In a similar vein, Tris Dixon’s book ‘Damage: The untold story of brain trauma in boxing’ is at once enlightening and terrifying. Some ex-boxers don’t want to look near it, afraid of what they might find, while others – like former two-weight world champion Carl Frampton – have signposted its importance in educating future generations about Chronic Traumatic Encephalopathy, better known as CTE.

For those old enough to remember the majesty of Sheffield’s Herol ‘Bomber’ Graham at his peak, as well as his brutal knockout defeat at the hands of hammer-fisted Julian Jackson, some sections contained within ‘Damage’ are particularly difficult to digest.

A slick southpaw with a jerky, unorthodox style, Graham was one of those guys a handful of rice wouldn’t hit. His trainer, Dubliner Brendan Ingle, used to bring him into local prisons and let inmates do their worst from the waist up, confident they wouldn’t land a mitt on his man. And he was right.

Yet Dixon, a former Boxing News editor, meets Graham - now 63 - in the psychiatric ward of a north London hospital, the conversation conducted between tears and trauma. Bouts of depression led him to multiple suicide attempts - the primary reason for his location, from which only escorted leave was permitted.

He talks in detail about the punch from Jackson that floored him, and tells other stories from a career that saw him acknowledged as one of the best British boxers to have never won a world title (a tag he hates to be reminded of).

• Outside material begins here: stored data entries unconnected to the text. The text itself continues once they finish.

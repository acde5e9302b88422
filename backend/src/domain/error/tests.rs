//! Tests for domain error construction and serialisation.

use super::*;
use rstest::rstest;
use serde_json::json;

#[rstest]
#[case(Error::validation("bad"), ErrorCode::ValidationError, "validation_error")]
#[case(Error::not_found("gone"), ErrorCode::NotFound, "not_found_error")]
#[case(Error::unauthorized("who"), ErrorCode::Unauthorized, "unauthorized_error")]
#[case(Error::forbidden("no"), ErrorCode::Forbidden, "forbidden_error")]
#[case(Error::conflict("dup"), ErrorCode::Conflict, "conflict_error")]
#[case(Error::rate_limited("slow"), ErrorCode::RateLimited, "rate_limited")]
#[case(Error::internal("boom"), ErrorCode::InternalError, "internal_error")]
fn constructors_set_stable_tags(
    #[case] error: Error,
    #[case] code: ErrorCode,
    #[case] tag: &str,
) {
    assert_eq!(error.code(), code);
    assert_eq!(code.as_str(), tag);
    let value = serde_json::to_value(&error).expect("serialise error");
    assert_eq!(value.get("code"), Some(&json!(tag)));
}

#[rstest]
fn not_found_resource_formats_message() {
    let error = Error::not_found_resource("client");
    assert_eq!(error.message(), "client not found");
}

#[rstest]
fn serialisation_omits_empty_optionals() {
    let value = serde_json::to_value(Error::forbidden("forbidden access")).expect("serialise");
    assert_eq!(
        value,
        json!({"code": "forbidden_error", "message": "forbidden access"})
    );
}

#[rstest]
fn details_and_trace_id_serialise_camel_case() {
    let error = Error::validation("bad")
        .with_trace_id("abc")
        .with_details(json!({"field": "email"}));
    let value = serde_json::to_value(&error).expect("serialise");
    assert_eq!(value.get("traceId"), Some(&json!("abc")));
    assert_eq!(value.get("details"), Some(&json!({"field": "email"})));
}

#[rstest]
fn new_returns_none_when_trace_id_out_of_scope() {
    assert!(Error::internal("boom").trace_id().is_none());
}

#[tokio::test]
async fn new_captures_trace_id_in_scope() {
    let trace_id: TraceId = "00000000-0000-0000-0000-000000000000"
        .parse()
        .expect("valid UUID");
    let error = TraceId::scope(trace_id, async { Error::internal("boom") }).await;
    assert_eq!(error.trace_id(), Some(trace_id.to_string().as_str()));
}

#[rstest]
fn display_includes_code_and_message() {
    assert_eq!(
        Error::conflict("email already exists").to_string(),
        "conflict_error: email already exists"
    );
}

He does not slur his words, does not shuffle his feet. He still looks fit and healthy. However, when Dixon asks what Graham got up to yesterday, he draws a blank.

“That’s how bad it is…”

He believes the bulk of damage was sustained in his early days, but that the Jackson knockout was the tipping point.

“Sometimes I think I wouldn’t be in here if I’d beaten Julian Jackson. If only… if only.

“But it’s always if only.”

Herol ‘Bomber’ Graham is just one of so many cautionary tales, all occupying different slots on a widening scale. Meanwhile, a few miles down the road from the hospital that became his safe place, boxing carries on about its business - unwilling to listen while there is still money to be made.